尾籠な話ですけど、その、トイレで、いわゆる、あっちの方の、
まあ言ってみれば大きい方をする時に、必ず本棚から文庫本を持って行く習性があります。
用足しにはさして時間はかからない方なので、本を読む時間はせいぜい2、3分なのだけど、なぜか必ず文庫本を持って行きます。
「もう我慢できない!」っていうぐらい切羽詰まった時でも、本棚の前でしばらく足踏みをしながらトイレに持っていく本を選んでいたりもします。
トイレに持っていく文庫本は、すでに何度も読んだ本と決まっています。
何度も読んだ本だから、気に入った箇所のページの端が必ず三角に折れていて、一冊の文庫本にはそういった箇所が何個かあるので、用を足す2、3分の間にそれらを読む事になります。
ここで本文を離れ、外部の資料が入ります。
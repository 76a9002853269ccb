//! Axum router and handlers.

use crate::auth::{AuthConfig, verify_token};
use axum::Router;
use axum::extract::State;
use axum::http::{HeaderMap, StatusCode};
use axum::response::{IntoResponse, Json, Response};
use axum::routing::{get, post};
use serde::Deserialize;
use std::net::SocketAddr;
use std::sync::Arc;
use taskforce_application::{DirectMessageUseCase, EndpointClient, RunTaskUseCase};
use taskforce_domain::{AgentIdentity, FailureKind, TaskResult};
use tracing::info;

/// Shared state accessible from handlers.
#[derive(Clone)]
pub struct AppState {
    pub run_task: Arc<RunTaskUseCase>,
    pub direct: Arc<DirectMessageUseCase>,
    pub client: Arc<dyn EndpointClient>,
    pub auth: Option<AuthConfig>,
}

/// `POST /chat` request payload.
#[derive(Debug, Deserialize)]
pub struct ChatRequest {
    /// `pm` for full orchestration, `A`/`B`/`C` for the direct bypass.
    pub target: AgentIdentity,
    pub message: String,
    /// Optional sanity check: when present it must equal `target`.
    /// Sessions are keyed strictly by agent identity, so addressing one
    /// agent through another's session is rejected outright.
    #[serde(default)]
    pub session_hint: Option<AgentIdentity>,
}

/// `POST /assign` request payload (placeholder endpoint).
#[derive(Debug, Deserialize)]
pub struct AssignRequest {
    #[allow(dead_code)]
    pub description: String,
}

/// Build the router with all routes.
pub fn router(state: AppState) -> Router {
    Router::new()
        .route("/chat", post(chat_handler))
        .route("/assign", post(assign_handler))
        .route("/health", get(health_handler))
        .with_state(state)
}

/// Bind and serve until the process is stopped.
pub async fn serve(state: AppState, addr: SocketAddr) -> std::io::Result<()> {
    let listener = tokio::net::TcpListener::bind(addr).await?;
    info!(%addr, "Orchestrator ready");
    axum::serve(listener, router(state)).await
}

/// HTTP status for a finished task.
///
/// Structured failures still carry a full JSON body; the status code
/// reflects who is at fault: the caller (400), the upstream backends
/// (502) or this process (500).
fn status_for(result: &TaskResult) -> StatusCode {
    match result.failure() {
        None => StatusCode::OK,
        Some(failure) => match failure.kind {
            FailureKind::InvalidRequest => StatusCode::BAD_REQUEST,
            FailureKind::DecompositionFailed
            | FailureKind::EndpointUnreachable
            | FailureKind::AuthRejected
            | FailureKind::MalformedResponse => StatusCode::BAD_GATEWAY,
            FailureKind::Cancelled => StatusCode::INTERNAL_SERVER_ERROR,
        },
    }
}

/// POST /chat
async fn chat_handler(
    State(state): State<AppState>,
    headers: HeaderMap,
    Json(request): Json<ChatRequest>,
) -> Response {
    if let Err(rejection) = verify_token(&state.auth, &headers) {
        return rejection.into_response();
    }

    if request.message.trim().is_empty() {
        return (StatusCode::BAD_REQUEST, "message must not be empty").into_response();
    }
    if let Some(hint) = request.session_hint
        && hint != request.target
    {
        return (
            StatusCode::BAD_REQUEST,
            "session_hint must match target; sessions are per-agent",
        )
            .into_response();
    }

    info!(target = %request.target, "Processing inbound message");
    let result = match request.target {
        AgentIdentity::Pm => state.run_task.execute(&request.message, None).await,
        worker => state.direct.execute(worker, &request.message, None).await,
    };

    (status_for(&result), Json(result)).into_response()
}

/// POST /assign — placeholder for a future external assignment workflow.
async fn assign_handler(
    State(state): State<AppState>,
    headers: HeaderMap,
    Json(_request): Json<AssignRequest>,
) -> Response {
    if let Err(rejection) = verify_token(&state.auth, &headers) {
        return rejection.into_response();
    }
    (
        StatusCode::NOT_IMPLEMENTED,
        "Assignment endpoint not implemented",
    )
        .into_response()
}

/// GET /health
async fn health_handler(State(state): State<AppState>) -> Response {
    match state.client.probe(AgentIdentity::Pm).await {
        Ok(()) => Json(serde_json::json!({"status": "ok"})).into_response(),
        Err(error) => (
            StatusCode::SERVICE_UNAVAILABLE,
            Json(serde_json::json!({
                "status": "degraded",
                "error": error.to_string(),
            })),
        )
            .into_response(),
    }
}

#[cfg(test)]
mod tests {
    use super::*;
    use async_trait::async_trait;
    use axum::body::Body;
    use axum::http::Request;
    use std::collections::HashMap;
    use std::sync::Mutex;
    use taskforce_application::{
        CarryMode, EndpointError, EndpointReply, NoTranscriptLogger, SessionStore,
    };
    use taskforce_domain::Turn;
    use tokio_util::sync::CancellationToken;
    use tower::ServiceExt;

    /// Mock endpoint client with per-identity scripted replies.
    struct MockClient {
        replies: Mutex<HashMap<AgentIdentity, Vec<Result<EndpointReply, EndpointError>>>>,
        pm_reachable: bool,
    }

    impl MockClient {
        fn new() -> Self {
            Self {
                replies: Mutex::new(HashMap::new()),
                pm_reachable: true,
            }
        }

        fn script(self, identity: AgentIdentity, reply: Result<EndpointReply, EndpointError>) -> Self {
            self.replies
                .lock()
                .unwrap()
                .entry(identity)
                .or_default()
                .push(reply);
            self
        }
    }

    #[async_trait]
    impl EndpointClient for MockClient {
        async fn send(
            &self,
            identity: AgentIdentity,
            _turns: &[Turn],
            _message: &str,
            _cancel: Option<&CancellationToken>,
        ) -> Result<EndpointReply, EndpointError> {
            let mut replies = self.replies.lock().unwrap();
            match replies.get_mut(&identity) {
                Some(queue) if !queue.is_empty() => queue.remove(0),
                _ => Err(EndpointError::UnknownAgent(identity)),
            }
        }

        async fn probe(&self, _identity: AgentIdentity) -> Result<(), EndpointError> {
            if self.pm_reachable {
                Ok(())
            } else {
                Err(EndpointError::Transport("connection refused".into()))
            }
        }
    }

    fn app(client: MockClient, auth: Option<AuthConfig>) -> Router {
        let client: Arc<dyn EndpointClient> = Arc::new(client);
        let sessions = Arc::new(SessionStore::default());
        let transcript = Arc::new(NoTranscriptLogger);
        let state = AppState {
            run_task: Arc::new(RunTaskUseCase::new(
                client.clone(),
                sessions.clone(),
                transcript.clone(),
                CarryMode::default(),
            )),
            direct: Arc::new(DirectMessageUseCase::new(
                client.clone(),
                sessions,
                transcript,
            )),
            client,
            auth,
        };
        router(state)
    }

    fn chat_request(body: serde_json::Value) -> Request<Body> {
        Request::builder()
            .method("POST")
            .uri("/chat")
            .header("content-type", "application/json")
            .body(Body::from(body.to_string()))
            .unwrap()
    }

    async fn json_body(response: Response) -> serde_json::Value {
        let bytes = axum::body::to_bytes(response.into_body(), 100_000)
            .await
            .unwrap();
        serde_json::from_slice(&bytes).unwrap()
    }

    #[tokio::test]
    async fn test_health_ok() {
        let response = app(MockClient::new(), None)
            .oneshot(Request::builder().uri("/health").body(Body::empty()).unwrap())
            .await
            .unwrap();
        assert_eq!(response.status(), StatusCode::OK);
        let body = json_body(response).await;
        assert_eq!(body["status"], "ok");
    }

    #[tokio::test]
    async fn test_health_degraded_when_pm_unreachable() {
        let mut client = MockClient::new();
        client.pm_reachable = false;
        let response = app(client, None)
            .oneshot(Request::builder().uri("/health").body(Body::empty()).unwrap())
            .await
            .unwrap();
        assert_eq!(response.status(), StatusCode::SERVICE_UNAVAILABLE);
        let body = json_body(response).await;
        assert_eq!(body["status"], "degraded");
    }

    #[tokio::test]
    async fn test_chat_direct_worker() {
        let client = MockClient::new().script(
            AgentIdentity::WorkerA,
            Ok(EndpointReply::new("hello from A")),
        );
        let response = app(client, None)
            .oneshot(chat_request(
                serde_json::json!({"target": "A", "message": "hi"}),
            ))
            .await
            .unwrap();
        assert_eq!(response.status(), StatusCode::OK);
        let body = json_body(response).await;
        assert_eq!(body["status"], "completed");
        assert_eq!(body["outputs"][0]["output"], "hello from A");
    }

    #[tokio::test]
    async fn test_chat_pm_runs_full_orchestration() {
        let plan = r#"{"subtasks": [
            {"assignee": "A", "instruction": "write a haiku"},
            {"assignee": "B", "instruction": "review the haiku"}
        ]}"#;
        let client = MockClient::new()
            .script(AgentIdentity::Pm, Ok(EndpointReply::new(plan)))
            .script(AgentIdentity::WorkerA, Ok(EndpointReply::new("a haiku")))
            .script(AgentIdentity::WorkerB, Ok(EndpointReply::new("a critique")));
        let response = app(client, None)
            .oneshot(chat_request(serde_json::json!({
                "target": "pm",
                "message": "Write and review a haiku"
            })))
            .await
            .unwrap();
        assert_eq!(response.status(), StatusCode::OK);
        let body = json_body(response).await;
        assert_eq!(body["status"], "completed");
        assert_eq!(body["outputs"].as_array().unwrap().len(), 2);
        assert_eq!(body["outputs"][1]["output"], "a critique");
    }

    #[tokio::test]
    async fn test_chat_failed_decomposition_maps_to_bad_gateway() {
        let client = MockClient::new().script(
            AgentIdentity::Pm,
            Ok(EndpointReply::new("no plan here, just vibes")),
        );
        let response = app(client, None)
            .oneshot(chat_request(serde_json::json!({
                "target": "pm",
                "message": "do something"
            })))
            .await
            .unwrap();
        assert_eq!(response.status(), StatusCode::BAD_GATEWAY);
        let body = json_body(response).await;
        assert_eq!(body["status"], "failed");
        assert_eq!(body["kind"], "decomposition_failed");
    }

    #[tokio::test]
    async fn test_chat_empty_message_rejected() {
        let response = app(MockClient::new(), None)
            .oneshot(chat_request(
                serde_json::json!({"target": "A", "message": "  "}),
            ))
            .await
            .unwrap();
        assert_eq!(response.status(), StatusCode::BAD_REQUEST);
    }

    #[tokio::test]
    async fn test_chat_session_hint_mismatch_rejected() {
        let response = app(MockClient::new(), None)
            .oneshot(chat_request(serde_json::json!({
                "target": "A",
                "message": "hi",
                "session_hint": "B"
            })))
            .await
            .unwrap();
        assert_eq!(response.status(), StatusCode::BAD_REQUEST);
    }

    #[tokio::test]
    async fn test_assign_not_implemented() {
        let response = app(MockClient::new(), None)
            .oneshot(
                Request::builder()
                    .method("POST")
                    .uri("/assign")
                    .header("content-type", "application/json")
                    .body(Body::from(r#"{"description": "future work"}"#))
                    .unwrap(),
            )
            .await
            .unwrap();
        assert_eq!(response.status(), StatusCode::NOT_IMPLEMENTED);
    }

    #[tokio::test]
    async fn test_auth_required_when_configured() {
        // SAFETY: test-local variable name.
        unsafe { std::env::set_var("TASKFORCE_TEST_ROUTE_TOKEN", "open-sesame") };
        let auth = Some(AuthConfig::new("TASKFORCE_TEST_ROUTE_TOKEN"));

        let client =
            MockClient::new().script(AgentIdentity::WorkerA, Ok(EndpointReply::new("ok")));
        let app = app(client, auth);

        let denied = app
            .clone()
            .oneshot(chat_request(
                serde_json::json!({"target": "A", "message": "hi"}),
            ))
            .await
            .unwrap();
        assert_eq!(denied.status(), StatusCode::UNAUTHORIZED);

        let allowed = app
            .oneshot(
                Request::builder()
                    .method("POST")
                    .uri("/chat")
                    .header("content-type", "application/json")
                    .header("authorization", "Bearer open-sesame")
                    .body(Body::from(
                        serde_json::json!({"target": "A", "message": "hi"}).to_string(),
                    ))
                    .unwrap(),
            )
            .await
            .unwrap();
        assert_eq!(allowed.status(), StatusCode::OK);
    }

    #[tokio::test]
    async fn test_health_skips_auth() {
        let auth = Some(AuthConfig::new("TASKFORCE_TEST_UNSET_ROUTE_TOKEN"));
        let response = app(MockClient::new(), auth)
            .oneshot(Request::builder().uri("/health").body(Body::empty()).unwrap())
            .await
            .unwrap();
        assert_eq!(response.status(), StatusCode::OK);
    }
}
余り考えずに選んだ本だと「うわー、これ、この間もトイレで読んだわ」とか「このページの端、三角に折ってあるけど、どこが気に入ったとこなのか、さっぱりわかんねえや」なんていう事もあります。
で、今日の用足しの文庫本は、ふと手にした大岡昇平の『ある補充兵の戦い』でした。
何度も読んだ記憶のある「大岡、かあちゃん、品川駅頭涙の別れ」のくだりで涙が出て来ました。
泣きながら用を足し終えると、用を足す前にしていた仕事を放り出して、その短編『出征』を読みました。
ヒジョーに疲れました。
この小説、是非色々な人に読んでもらいたいのだけど、用を足しながら読んだ本を借りたいって人は、まず、いないよね?